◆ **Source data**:
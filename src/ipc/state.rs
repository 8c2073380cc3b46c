//! Per-process IPC state.
//!
//! The send and receive halves are tracked separately because the combined
//! send-receive call can hold both at once: blocked sending, and already
//! committed to receive the reply.

use alloc::collections::BTreeSet;
use alloc::vec::Vec;

use bitflags::bitflags;

use super::asyn::AsyncEntry;
use super::message::Message;
use super::notify::PendingNotifications;
use crate::error::KernelError;
use crate::proc::{Endpoint, SourceFilter};

bitflags! {
    /// Flags accepted by send and receive.
    #[derive(Debug, Clone, Copy, PartialEq, Eq)]
    pub struct IpcFlags: u32 {
        /// Fail with `WouldBlock` instead of suspending.
        const NON_BLOCKING = 1 << 0;
    }
}

/// Result of an IPC call that did not fail.
#[derive(Clone, Copy, PartialEq, Eq, Debug)]
pub enum IpcOutcome {
    /// Finished inside the call; receives carry the message.
    Completed(Option<Message>),
    /// The caller was parked; completion arrives later in its inbox.
    Blocked,
}

impl IpcOutcome {
    pub fn message(self) -> Option<Message> {
        match self {
            Self::Completed(m) => m,
            Self::Blocked => None,
        }
    }

    pub fn is_blocked(self) -> bool {
        matches!(self, Self::Blocked)
    }
}

/// Observable scheduling state of a process.
#[derive(Clone, Copy, PartialEq, Eq, Debug)]
pub enum ProcState {
    Runnable,
    /// Blocked sending; also waiting for the reply if it was a send-receive.
    Sending(Endpoint),
    Receiving(SourceFilter),
}

/// An undelivered send parked on the destination's sender queue.
#[derive(Clone, Copy, Debug)]
pub(crate) struct PendingSend {
    /// Arena slot of the destination.
    pub dest: usize,
    pub target: Endpoint,
    pub msg: Message,
}

/// IPC bookkeeping carried by every process.
#[derive(Debug)]
pub struct IpcState {
    pub(crate) sending: Option<PendingSend>,
    pub(crate) receiving: Option<SourceFilter>,
    /// Set while a send-receive waits for its reply; suppresses
    /// notification delivery to this process.
    pub(crate) reply_pending: bool,

    /// Head and tail of the queue of processes blocked sending to us.
    pub(crate) queue_head: Option<usize>,
    pub(crate) queue_tail: Option<usize>,
    /// Our link in the destination's sender queue.
    pub(crate) next_sender: Option<usize>,

    pub(crate) pending: PendingNotifications,
    pub(crate) int_pending: u64,
    pub(crate) sig_pending: u64,

    /// Our batched asynchronous send table.
    pub(crate) async_table: Vec<AsyncEntry>,
    /// Slots of processes with deferred async entries addressed to us.
    pub(crate) async_pending: BTreeSet<usize>,

    /// Message delivered while we were blocked.
    pub(crate) inbox: Option<Message>,
    /// Failure delivered while we were blocked.
    pub(crate) error: Option<KernelError>,

    pub(crate) accounting: IpcAccounting,
}

/// Per-process IPC call counters.
#[derive(Clone, Copy, Default, Debug, PartialEq, Eq)]
pub struct IpcAccounting {
    pub sync_calls: u64,
    pub async_calls: u64,
    pub dropped_notifications: u64,
}

impl IpcState {
    pub fn new(pending_capacity: usize) -> Self {
        Self {
            sending: None,
            receiving: None,
            reply_pending: false,
            queue_head: None,
            queue_tail: None,
            next_sender: None,
            pending: PendingNotifications::new(pending_capacity),
            int_pending: 0,
            sig_pending: 0,
            async_table: Vec::new(),
            async_pending: BTreeSet::new(),
            inbox: None,
            error: None,
            accounting: IpcAccounting::default(),
        }
    }

    /// Neither sending nor receiving.
    #[inline]
    pub fn is_runnable(&self) -> bool {
        self.sending.is_none() && self.receiving.is_none()
    }

    /// Ready to accept a message from `source` right now.
    #[inline]
    pub fn will_receive(&self, source: Endpoint) -> bool {
        self.sending.is_none() && self.receiving.is_some_and(|f| f.matches(source))
    }

    pub fn pending_notifications(&self) -> &PendingNotifications {
        &self.pending
    }

    pub fn accounting(&self) -> IpcAccounting {
        self.accounting
    }
}
//! System Call Handler
//!
//! Decodes the call number and runs the matching handler from a table.
//!
//! # Security Considerations
//! - Call numbers outside the table return ENOSYS
//! - Each handler validates its own registers before touching the kernel
//! - Errors reach the caller only as negative errno values

use alloc::vec::Vec;

use super::validate;
use crate::error::{KernelError, KernelResult};
use crate::ipc::{AsyncMessage, IpcFlags, IpcOutcome, Message};
use crate::kernel::Kernel;
use crate::proc::Endpoint;

/// System call numbers
pub mod numbers {
    pub const SYS_SEND: usize = 1;
    pub const SYS_RECEIVE: usize = 2;
    pub const SYS_SENDREC: usize = 3;
    pub const SYS_NOTIFY: usize = 4;
    pub const SYS_SENDNB: usize = 5;
    pub const SYS_SENDA: usize = 16;
    pub const SYS_CANCEL_ASYNC: usize = 17;
    pub const SYS_SEND_CAP: usize = 32;
    pub const SYS_RELEASE_CAP: usize = 33;
    pub const SYS_DUP_CAP: usize = 34;
    pub const SYS_CREATE_USER_CAPABILITY: usize = 48;
    pub const SYS_UPDATE_SERVICE_EPOCH: usize = 49;
    pub const SYS_REGISTER_SERVICE: usize = 50;
}

/// Every call the kernel accepts.
#[derive(Clone, Copy, PartialEq, Eq, Debug)]
pub enum Syscall {
    Send,
    Receive,
    SendRec,
    Notify,
    SendNb,
    SendA,
    CancelAsync,
    SendCap,
    ReleaseCap,
    DupCap,
    CreateUserCapability,
    UpdateServiceEpoch,
    RegisterService,
}

impl TryFrom<usize> for Syscall {
    type Error = KernelError;

    fn try_from(nr: usize) -> Result<Self, Self::Error> {
        use numbers::*;
        Ok(match nr {
            SYS_SEND => Self::Send,
            SYS_RECEIVE => Self::Receive,
            SYS_SENDREC => Self::SendRec,
            SYS_NOTIFY => Self::Notify,
            SYS_SENDNB => Self::SendNb,
            SYS_SENDA => Self::SendA,
            SYS_CANCEL_ASYNC => Self::CancelAsync,
            SYS_SEND_CAP => Self::SendCap,
            SYS_RELEASE_CAP => Self::ReleaseCap,
            SYS_DUP_CAP => Self::DupCap,
            SYS_CREATE_USER_CAPABILITY => Self::CreateUserCapability,
            SYS_UPDATE_SERVICE_EPOCH => Self::UpdateServiceEpoch,
            SYS_REGISTER_SERVICE => Self::RegisterService,
            _ => return Err(KernelError::UnknownCall),
        })
    }
}

/// Saved caller state for one call.
#[derive(Clone, Debug, Default)]
pub struct SyscallFrame {
    /// Argument registers x0-x5.
    pub gpr: [u64; 6],
    /// The caller's message buffer, copied in before dispatch. `None` if
    /// the buffer could not be read.
    pub message: Option<Message>,
    /// The caller's asynchronous table, copied in for `SENDA`.
    pub async_table: Vec<AsyncMessage>,
    /// Message to copy back into the caller's buffer.
    pub reply: Option<Message>,
    /// The caller was parked; its result arrives when it is woken.
    pub suspended: bool,
}

impl SyscallFrame {
    pub fn new(gpr: [u64; 6]) -> Self {
        Self {
            gpr,
            ..Self::default()
        }
    }

    pub fn with_message(gpr: [u64; 6], msg: Message) -> Self {
        Self {
            gpr,
            message: Some(msg),
            ..Self::default()
        }
    }

    fn finish(&mut self, outcome: IpcOutcome) -> i64 {
        match outcome {
            IpcOutcome::Completed(reply) => self.reply = reply,
            IpcOutcome::Blocked => self.suspended = true,
        }
        0
    }
}

type Handler = fn(&mut Kernel, Endpoint, &mut SyscallFrame) -> KernelResult<i64>;

/// Call table. Adding a call is adding a row.
static HANDLERS: &[(Syscall, Handler)] = &[
    (Syscall::Send, sys_send),
    (Syscall::Receive, sys_receive),
    (Syscall::SendRec, sys_sendrec),
    (Syscall::Notify, sys_notify),
    (Syscall::SendNb, sys_sendnb),
    (Syscall::SendA, sys_senda),
    (Syscall::CancelAsync, sys_cancel_async),
    (Syscall::SendCap, sys_send_cap),
    (Syscall::ReleaseCap, sys_release_cap),
    (Syscall::DupCap, sys_dup_cap),
    (Syscall::CreateUserCapability, sys_create_user_capability),
    (Syscall::UpdateServiceEpoch, sys_update_service_epoch),
    (Syscall::RegisterService, sys_register_service),
];

/// Dispatch a system call
///
/// # Arguments
/// * `kernel` - Kernel context
/// * `caller` - Endpoint of the calling process
/// * `call_nr` - System call number (from x8)
/// * `frame` - Argument registers and copied-in buffers
///
/// # Returns
/// Result value to be placed in x0: zero or a result, or a negative errno
pub fn dispatch(
    kernel: &mut Kernel,
    caller: Endpoint,
    call_nr: usize,
    frame: &mut SyscallFrame,
) -> i64 {
    let call = match Syscall::try_from(call_nr) {
        Ok(call) => call,
        Err(e) => {
            log::warn!("unknown syscall {} from {:?}", call_nr, caller);
            return e.errno();
        }
    };
    let Some((_, handler)) = HANDLERS.iter().find(|(c, _)| *c == call) else {
        return KernelError::UnknownCall.errno();
    };
    match handler(kernel, caller, frame) {
        Ok(v) => v,
        Err(e) => {
            log::trace!("{:?} from {:?} failed: {}", call, caller, e);
            e.errno()
        }
    }
}

fn sys_send(k: &mut Kernel, caller: Endpoint, f: &mut SyscallFrame) -> KernelResult<i64> {
    let dest = validate::endpoint(f.gpr[0])?;
    let flags = validate::ipc_flags(f.gpr[1])?;
    let msg = validate::message(f.message)?;
    let out = k.send(caller, dest, msg, flags)?;
    Ok(f.finish(out))
}

fn sys_sendnb(k: &mut Kernel, caller: Endpoint, f: &mut SyscallFrame) -> KernelResult<i64> {
    let dest = validate::endpoint(f.gpr[0])?;
    let msg = validate::message(f.message)?;
    let out = k.send(caller, dest, msg, IpcFlags::NON_BLOCKING)?;
    Ok(f.finish(out))
}

fn sys_receive(k: &mut Kernel, caller: Endpoint, f: &mut SyscallFrame) -> KernelResult<i64> {
    let filter = validate::source_filter(f.gpr[0])?;
    let flags = validate::ipc_flags(f.gpr[1])?;
    let out = k.receive(caller, filter, flags)?;
    Ok(f.finish(out))
}

fn sys_sendrec(k: &mut Kernel, caller: Endpoint, f: &mut SyscallFrame) -> KernelResult<i64> {
    let dest = validate::endpoint(f.gpr[0])?;
    let msg = validate::message(f.message)?;
    let out = k.sendrec(caller, dest, msg)?;
    Ok(f.finish(out))
}

fn sys_notify(k: &mut Kernel, caller: Endpoint, f: &mut SyscallFrame) -> KernelResult<i64> {
    let dest = validate::endpoint(f.gpr[0])?;
    k.notify(caller, dest, f.gpr[1])?;
    Ok(0)
}

fn sys_senda(k: &mut Kernel, caller: Endpoint, f: &mut SyscallFrame) -> KernelResult<i64> {
    validate::async_len(f.gpr[0], f.async_table.len())?;
    let table = core::mem::take(&mut f.async_table);
    let delivered = k.senda(caller, table)?;
    Ok(delivered as i64)
}

fn sys_cancel_async(k: &mut Kernel, caller: Endpoint, f: &mut SyscallFrame) -> KernelResult<i64> {
    let index = usize::try_from(f.gpr[0]).map_err(|_| KernelError::InvalidArgument)?;
    k.cancel_async(caller, index)?;
    Ok(0)
}

fn sys_send_cap(k: &mut Kernel, caller: Endpoint, f: &mut SyscallFrame) -> KernelResult<i64> {
    let index = validate::cap_index(f.gpr[0])?;
    let flags = validate::ipc_flags(f.gpr[1])?;
    let msg = validate::message(f.message)?;
    let out = k.send_cap(caller, index, msg, flags)?;
    Ok(f.finish(out))
}

fn sys_release_cap(k: &mut Kernel, caller: Endpoint, f: &mut SyscallFrame) -> KernelResult<i64> {
    k.release_capability(caller, validate::cap_index(f.gpr[0])?)?;
    Ok(0)
}

fn sys_dup_cap(k: &mut Kernel, caller: Endpoint, f: &mut SyscallFrame) -> KernelResult<i64> {
    let index = validate::cap_index(f.gpr[0])?;
    // zero keeps the original rights
    let rights = match f.gpr[1] {
        0 => None,
        raw => Some(validate::permissions(raw)?),
    };
    let copy = k.duplicate_capability(caller, index, rights)?;
    Ok(i64::from(copy))
}

fn sys_create_user_capability(
    k: &mut Kernel,
    caller: Endpoint,
    f: &mut SyscallFrame,
) -> KernelResult<i64> {
    let client = validate::endpoint(f.gpr[0])?;
    let perms = validate::permissions(f.gpr[1])?;
    let object = validate::object(f.gpr[2])?;
    let service = validate::service(f.gpr[3])?;
    let epoch = validate::epoch(f.gpr[4])?;
    let index = k.create_user_capability(caller, client, perms, object, service, epoch)?;
    Ok(i64::from(index))
}

fn sys_update_service_epoch(
    k: &mut Kernel,
    caller: Endpoint,
    f: &mut SyscallFrame,
) -> KernelResult<i64> {
    let service = validate::service(f.gpr[0])?;
    let epoch = validate::epoch(f.gpr[1])?;
    k.update_service_epoch(caller, service, epoch)?;
    Ok(0)
}

fn sys_register_service(
    k: &mut Kernel,
    caller: Endpoint,
    f: &mut SyscallFrame,
) -> KernelResult<i64> {
    let service_ep = validate::endpoint(f.gpr[0])?;
    let service = validate::service(f.gpr[1])?;
    let epoch = k.register_service(caller, service_ep, service)?;
    Ok(i64::from(epoch))
}
//! System Call Interface
//!
//! The entry point user processes reach the kernel through.
//!
//! # Security Model
//! - Whitelist approach: only calls in the dispatch table exist
//! - All register arguments are validated before use
//! - Invalid inputs return errors, never panic
//!
//! # Calls
//! - 1-5: send, receive, sendrec, notify, non-blocking send
//! - 16-17: batched asynchronous send, cancel one entry
//! - 32-34: send through a capability, release, duplicate
//! - 48-50: grant, epoch update, service registration (privileged)

mod handler;
pub mod validate;

pub use handler::{dispatch, numbers, Syscall, SyscallFrame};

◆ **Work item**: Pull every line containing "AsyncEntry" out of the records.

◆ **Answer space**:
use super::asyn::AsyncEntry;
    pub(crate) async_table: Vec<AsyncEntry>,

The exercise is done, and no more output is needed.